Often the reason they give for considering such a switch is not because the images are higher quality but because the Micro 43 cameras are more practical. Try carrying a full sized DSLR and 3 lenses up a mountain (with all your other gear) and you will soon understand the problem. Micro 43 is also more flexible than a bulky DSLR and people are now waking up to this fact.
The typical response I have seen to this question are dozens of replies from people suggesting they will regret it and will miss the quality of the DSLR. Clearly a lot of these answers will be based on what people have read in the photography magazines and not on personal experience from using the equipment.
So far I have resisted pitching in to these discussions as my voice and opinion will probably be lost in the noise. I thought therefore that I would post some reasons why you may not need that big DSLR (having made the switch myself) in case it provides help for someone grappling with this problem.
- If you are happy with your DSLR at the moment then don’t bother switching. You should only really consider this if you are at the point where you need to replace the DSLR or you have sufficient money to invest in dual systems. You are unlikely to achieve a noticeable improvement in performance unless your current lenses are poor quality (micro 43 lenses are typically better for their cost) or your camera is poor in which case you are back to needing to replace it.
- Do you really have the need for something smaller than a DSLR? I am a huge fan of Micro 43 and high quality compact cameras as they give me freedom to shoot in ways that DSLR owners would find difficult.
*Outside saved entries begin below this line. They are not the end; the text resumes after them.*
//! Effect Implementation
//!
//! An Effect is a side-effecting computation that re-runs whenever a signal
//! it read is written.
//!
//! # How Effects Work
//!
//! 1. When created, the effect runs its function immediately. Every signal
//!    read during that run subscribes the effect.
//!
//! 2. When any of those signals is written, the effect re-runs synchronously
//!    inside the write.
//!
//! 3. Each run registers whatever it reads. Nothing is unregistered, so an
//!    effect's dependencies only ever grow across its lifetime.
//!
//! # Ownership
//!
//! An effect is kept alive by the subscriber sets it joined, and those sets
//! belong to the write side of each signal. Once every writer of every signal
//! an effect reads is gone, nothing can re-run it, and the effect is freed
//! along with whatever its body captured. [`Effect::dispose`] frees the body
//! straight away.
//!
//! # Failure
//!
//! A panicking body unwinds out of the run and into whatever triggered it
//! (the creating call or a signal write). The context stack is popped on the
//! way out. Re-triggering an effect that is still running is reported as
//! [`ReactiveError::CyclicDependency`] instead of recursing.

use std::sync::atomic::{AtomicUsize, Ordering};
use std::sync::{Arc, Weak};

use indexmap::IndexSet;
use parking_lot::RwLock;

use super::context::ReactiveContext;
use super::subscriber::SubscriberId;
use crate::error::{ReactiveError, Result};

type Body = Arc<dyn Fn() + Send + Sync>;

struct EffectState {
    /// Identity used for subscriber-set membership.
    subscriber_id: SubscriberId,

    /// The effect function. `None` once disposed.
    run: RwLock<Option<Body>>,

    /// Signal IDs this effect has read on any run, in first-read order.
    dependencies: RwLock<IndexSet<u64>>,

    /// Number of completed runs.
    run_count: AtomicUsize,
}

/// A side-effecting computation that runs when dependencies change.
///
/// # Example
///
/// ```rust,ignore
/// let count = Signal::new(0);
///
/// let c = count.clone();
/// let effect = Effect::new(move || {
///     println!("Count is: {}", c.get());
/// });
///
/// count.set(5);  // Prints: "Count is: 5"
/// ```
pub struct Effect {
    state: Arc<EffectState>,
}

/// A non-owning reference to an [`Effect`].
pub struct WeakEffect {
    state: Weak<EffectState>,
}

impl Effect {
    /// Create a new effect with the given function.
    ///
    /// The function runs immediately to establish initial dependencies.
    ///
    /// # Panics
    ///
    /// A panic from that first run propagates out of `new`. So does a
    /// cyclic dependency: if the first run writes a signal that re-triggers
    /// an effect still running, the write panics. This includes an effect
    /// writing a signal it reads itself, even conditionally, such as a clamp
    /// that only writes when the value is out of range.
    pub fn new<F>(run: F) -> Self
    where
        F: Fn() + Send + Sync + 'static,
    {
        let effect = Self {
            state: Arc::new(EffectState {
                subscriber_id: SubscriberId::new(),
                run: RwLock::new(Some(Arc::new(run))),
                dependencies: RwLock::new(IndexSet::new()),
                run_count: AtomicUsize::new(0),
            }),
        };
        tracing::debug!(effect = %effect.subscriber_id(), "effect created");

        // A fresh effect cannot be on the stack yet.
        if let Some(body) = effect.body() {
            effect.run_tracked(&body);
        }

        effect
    }

    /// Get the subscriber ID for this effect.
    pub fn subscriber_id(&self) -> SubscriberId {
        self.state.subscriber_id
    }

    /// Get a non-owning reference to this effect.
    pub fn downgrade(&self) -> WeakEffect {
        WeakEffect {
            state: Arc::downgrade(&self.state),
        }
    }

    fn body(&self) -> Option<Body> {
        self.state.run.read().clone()
    }

    /// Re-run the effect function.
    ///
    /// Does nothing if the effect has been disposed.
    ///
    /// # Errors
    ///
    /// Returns [`ReactiveError::CyclicDependency`] without running if this
    /// effect is already running further up the call stack.
    pub fn execute(&self) -> Result<()> {
        let Some(body) = self.body() else {
            return Ok(());
        };

        if ReactiveContext::is_running(self.subscriber_id()) {
            tracing::warn!(effect = %self.subscriber_id(), "cyclic dependency detected");
            return Err(ReactiveError::CyclicDependency {
                effect: self.subscriber_id(),
            });
        }

        self.run_tracked(&body);
        Ok(())
    }

    /// Run the body with this effect on top of the context stack.
    fn run_tracked(&self, body: &Body) {
        let run = self.run_count() + 1;
        tracing::trace!(effect = %self.subscriber_id(), run, "running effect");

        let reads = {
            let _ctx = ReactiveContext::enter(self.clone());
            body();
            ReactiveContext::get_dependencies()
        };

        self.state.dependencies.write().extend(reads);
        self.state.run_count.fetch_add(1, Ordering::SeqCst);
    }

    /// Stop the effect from running again and drop its body.
    ///
    /// Everything the body captured is released now. The effect itself stays
    /// in the subscriber sets it joined; writes to those signals skip it.
    pub fn dispose(&self) {
        let body = self.state.run.write().take();
        // Drop outside the lock; captured values may run arbitrary Drop code.
        drop(body);
    }

    /// Check if the effect has been disposed.
    pub fn is_disposed(&self) -> bool {
        self.state.run.read().is_none()
    }

    /// Get the number of times the effect has run to completion.
    pub fn run_count(&self) -> usize {
        self.state.run_count.load(Ordering::SeqCst)
    }

    /// Get the number of distinct signals this effect has ever read.
    pub fn dependency_count(&self) -> usize {
        self.state.dependencies.read().len()
    }

    /// IDs of every signal this effect has ever read, in first-read order.
    pub fn dependencies(&self) -> Vec<u64> {
        self.state.dependencies.read().iter().copied().collect()
    }
}

impl Clone for Effect {
    fn clone(&self) -> Self {
        Self {
            state: Arc::clone(&self.state),
        }
    }
}

impl std::fmt::Debug for Effect {
    fn fmt(&self, f: &mut std::fmt::Formatter<'_>) -> std::fmt::Result {
        f.debug_struct("Effect")
            .field("id", &self.subscriber_id())
            .field("run_count", &self.run_count())
            .field("dependency_count", &self.dependency_count())
            .field("disposed", &self.is_disposed())
            .finish()
    }
}

impl WeakEffect {
    /// Get the effect back if anything still owns it.
    pub fn upgrade(&self) -> Option<Effect> {
        self.state.upgrade().map(|state| Effect { state })
    }
}

impl Clone for WeakEffect {
    fn clone(&self) -> Self {
        Self {
            state: Weak::clone(&self.state),
        }
    }
}

/// Create an effect and run it once.
///
/// There is no handle to keep: the effect is owned by the subscriber sets of
/// the signals it reads and lives as long as any of their writers. Use
/// [`Effect::new`] for a handle that can report its run count or be disposed.
///
/// # Panics
///
/// Same as [`Effect::new`]. In particular, a body that writes a signal it
/// also reads panics with a cyclic dependency error, even when the write is
/// conditional and would settle after one more run.
pub fn create_effect<F>(body: F)
where
    F: Fn() + Send + Sync + 'static,
{
    Effect::new(body);
}

// ----------------------------------------------------------------------------
// Tests
// ----------------------------------------------------------------------------

#[cfg(test)]
mod tests {
    use super::*;
    use crate::reactive::Signal;
    use std::sync::atomic::{AtomicBool, AtomicI32};

    #[test]
    fn effect_runs_on_creation() {
        let run_count = Arc::new(AtomicI32::new(0));
        let run_count_clone = run_count.clone();

        let _effect = Effect::new(move || {
            run_count_clone.fetch_add(1, Ordering::SeqCst);
        });

        // Effect should have run once on creation
        assert_eq!(run_count.load(Ordering::SeqCst), 1);
    }

    #[test]
    fn effect_runs_on_execute() {
        let run_count = Arc::new(AtomicI32::new(0));
        let run_count_clone = run_count.clone();

        let effect = Effect::new(move || {
            run_count_clone.fetch_add(1, Ordering::SeqCst);
        });

        assert_eq!(run_count.load(Ordering::SeqCst), 1);

        effect.execute().unwrap();
        assert_eq!(run_count.load(Ordering::SeqCst), 2);

        effect.execute().unwrap();
        assert_eq!(run_count.load(Ordering::SeqCst), 3);
    }

    #[test]
    fn effect_does_not_run_after_disposal() {
        let signal = Signal::new(0);
        let run_count = Arc::new(AtomicI32::new(0));
        let run_count_clone = run_count.clone();

        let signal_clone = signal.clone();
        let effect = Effect::new(move || {
            signal_clone.get();
            run_count_clone.fetch_add(1, Ordering::SeqCst);
        });

        assert_eq!(run_count.load(Ordering::SeqCst), 1);

        effect.dispose();
        assert!(effect.is_disposed());

        // Writes skip it, and so does a direct execute
        signal.set(1);
        effect.execute().unwrap();
        assert_eq!(run_count.load(Ordering::SeqCst), 1);

        // Still registered, just inert
        assert_eq!(signal.subscriber_count(), 1);
    }

    #[test]
    fn dispose_releases_captured_values() {
        struct Sentinel(Arc<AtomicBool>);
        impl Drop for Sentinel {
            fn drop(&mut self) {
                self.0.store(true, Ordering::SeqCst);
            }
        }

        let dropped = Arc::new(AtomicBool::new(false));
        let sentinel = Sentinel(dropped.clone());
        let signal = Signal::new(0);

        let signal_clone = signal.clone();
        let effect = Effect::new(move || {
            let _keep = &sentinel;
            signal_clone.get();
        });
        assert!(!dropped.load(Ordering::SeqCst));

        effect.dispose();
        assert!(dropped.load(Ordering::SeqCst));

        // Writes still find the entry but skip it
        signal.set(1);
        assert_eq!(effect.run_count(), 1);
    }

    #[test]
    fn weak_effect_upgrades_while_owned() {
        let effect = Effect::new(|| {});
        let weak = effect.downgrade();

        let upgraded = weak.upgrade().unwrap();
        assert_eq!(upgraded.subscriber_id(), effect.subscriber_id());

        drop(upgraded);
        drop(effect);
        assert!(weak.upgrade().is_none());
    }

    #[test]
    fn effect_tracks_run_count() {
        let effect = Effect::new(|| {});

        assert_eq!(effect.run_count(), 1);

        effect.execute().unwrap();
        assert_eq!(effect.run_count(), 2);

        effect.execute().unwrap();
        assert_eq!(effect.run_count(), 3);
    }

    #[test]
    fn effect_clone_shares_state() {
        let effect1 = Effect::new(|| {});
        let effect2 = effect1.clone();

        assert_eq!(effect1.subscriber_id(), effect2.subscriber_id());

        assert_eq!(effect1.run_count(), 1);
        assert_eq!(effect2.run_count(), 1);

        effect1.execute().unwrap();
        assert_eq!(effect1.run_count(), 2);
        assert_eq!(effect2.run_count(), 2);

        effect1.dispose();
        assert!(effect2.is_disposed());
    }

    #[test]
    fn dependencies_only_grow() {
        let toggle = Signal::new(true);
        let a = Signal::new(1);
        let b = Signal::new(2);

        let (t, a2, b2) = (toggle.clone(), a.clone(), b.clone());
        let effect = Effect::new(move || {
            if t.get() {
                a2.get();
            } else {
                b2.get();
            }
        });

        assert_eq!(effect.dependencies(), vec![toggle.id(), a.id()]);

        toggle.set(false);
        assert_eq!(effect.dependencies(), vec![toggle.id(), a.id(), b.id()]);

        toggle.set(true);
        assert_eq!(effect.dependency_count(), 3);
    }

    #[test]
    fn execute_while_running_is_a_cycle() {
        let slot: Arc<RwLock<Option<Effect>>> = Arc::new(RwLock::new(None));
        let outcome: Arc<RwLock<Option<Result<()>>>> = Arc::new(RwLock::new(None));

        let (slot_clone, outcome_clone) = (slot.clone(), outcome.clone());
        let effect = Effect::new(move || {
            let me = slot_clone.read().clone();
            if let Some(me) = me {
                *outcome_clone.write() = Some(me.execute());
            }
        });
        *slot.write() = Some(effect.clone());

        effect.execute().unwrap();

        assert_eq!(
            outcome.read().clone(),
            Some(Err(ReactiveError::CyclicDependency {
                effect: effect.subscriber_id()
            }))
        );
        assert_eq!(effect.run_count(), 2);
    }

    #[test]
    fn create_effect_runs_eagerly() {
        let signal = Signal::new(0);
        let seen = Arc::new(AtomicI32::new(-1));

        let (signal_clone, seen_clone) = (signal.clone(), seen.clone());
        create_effect(move || {
            seen_clone.store(signal_clone.get(), Ordering::SeqCst);
        });
        assert_eq!(seen.load(Ordering::SeqCst), 0);

        signal.set(9);
        assert_eq!(seen.load(Ordering::SeqCst), 9);
    }
}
But not everyone finds themselves in this position. Be sure you understand and need the benefits a smaller camera format would offer before you make the switch.
- What do you do with your images? If all you are doing is putting them on the internet to share with others then your typical dimensions are going to be around 1000-1500 pixels on the longest side. Even my camera phone does more than that. If this describes you, you are wasting all that extra resolution and lens quality. Why spend £1000 on a lens that is super sharp and largely free from defects only to reduce the image resolution to a point where the benefits can’t be seen.
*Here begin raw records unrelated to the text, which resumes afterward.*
//! Propagation benchmarks: wide fan-out from one signal and a deep chain of
//! computed values.

use std::hint::black_box;

use criterion::{criterion_group, criterion_main, BenchmarkId, Criterion};
use rill_core::{create_computed, create_effect, create_signal, Computed};

fn fan_out(c: &mut Criterion) {
    let mut group = c.benchmark_group("fan_out");
    for width in [1usize, 16, 256] {
        let (source, set_source) = create_signal(0u64);
        for _ in 0..width {
            let source = source.clone();
            create_effect(move || {
                black_box(source.get());
            });
        }

        group.bench_with_input(BenchmarkId::from_parameter(width), &width, |b, _| {
            let mut next = 0u64;
            b.iter(|| {
                next += 1;
                set_source.set(next);
            });
        });
    }
    group.finish();
}

fn computed_chain(c: &mut Criterion) {
    let mut group = c.benchmark_group("computed_chain");
    for depth in [1usize, 16, 128] {
        let (source, set_source) = create_signal(0u64);
        let head = {
            let source = source.clone();
            create_computed(move || source.get() + 1)
        };
        let mut tail: Computed<u64> = head;
        for _ in 1..depth {
            let prev = tail.clone();
            tail = create_computed(move || prev.get() + 1);
        }

        group.bench_with_input(BenchmarkId::from_parameter(depth), &depth, |b, _| {
            let mut next = 0u64;
            b.iter(|| {
                next += 1;
                set_source.set(next);
                black_box(tail.get_untracked())
            });
        });
    }
    group.finish();
}

criterion_group!(benches, fan_out, computed_chain);
criterion_main!(benches);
- The last point also leads on to printing. Do you print your images and at what size? If the largest print you make is an A3+ then a quality compact camera is going to be able to do that just as well as a DSLR. It doesn’t matter that you may need to enlarge the image to make the print, you won’t be able to tell. Printers can’t resolve anywhere near as much detail as you can see when you view your image at 100% on a monitor. And if your thinking that you need the image to look sharp and detailed when viewed at 100% on screen, your back to the argument that says you will be reducing the image resolution in order to view it. We don’t view images zoomed in. We view them at a resolution where we can see the entire image on screen at once.
The recurring argument that people seem to trot out on these forums is that you will notice the reduction in quality when switching from a DSLR to a Micro 43. My response to this is you might. If you are viewing your images at 100%, full resolution on the screen and you have a D800 or similar then yes you will notice there is a larger print with more detail than my Olympus EM5. If however your reducing your resolution down to 1500 pixels to share your images on the internet, no you won’t.
Equally, if you are printing your images then you will need to be printing at larger than A2 from an image made on a top of the range DSLR, using a great printer (with good technique) in order to distinguish any difference to my Olympus EM5. Oh yes, you would also need to have good, young eyes with the print viewed close up.
If you want stunning results, it’s not the equipment that will make the difference it’s knowledge and skills. That’s where you should invest your money and not buying into all the marketing hype spawned by camera companies and perpetuated by the magazines that need advertising revenue (you can’t blame them) to survive.
End of rant. I have probably blown any chance of sponsorship from a major camera manufacturer.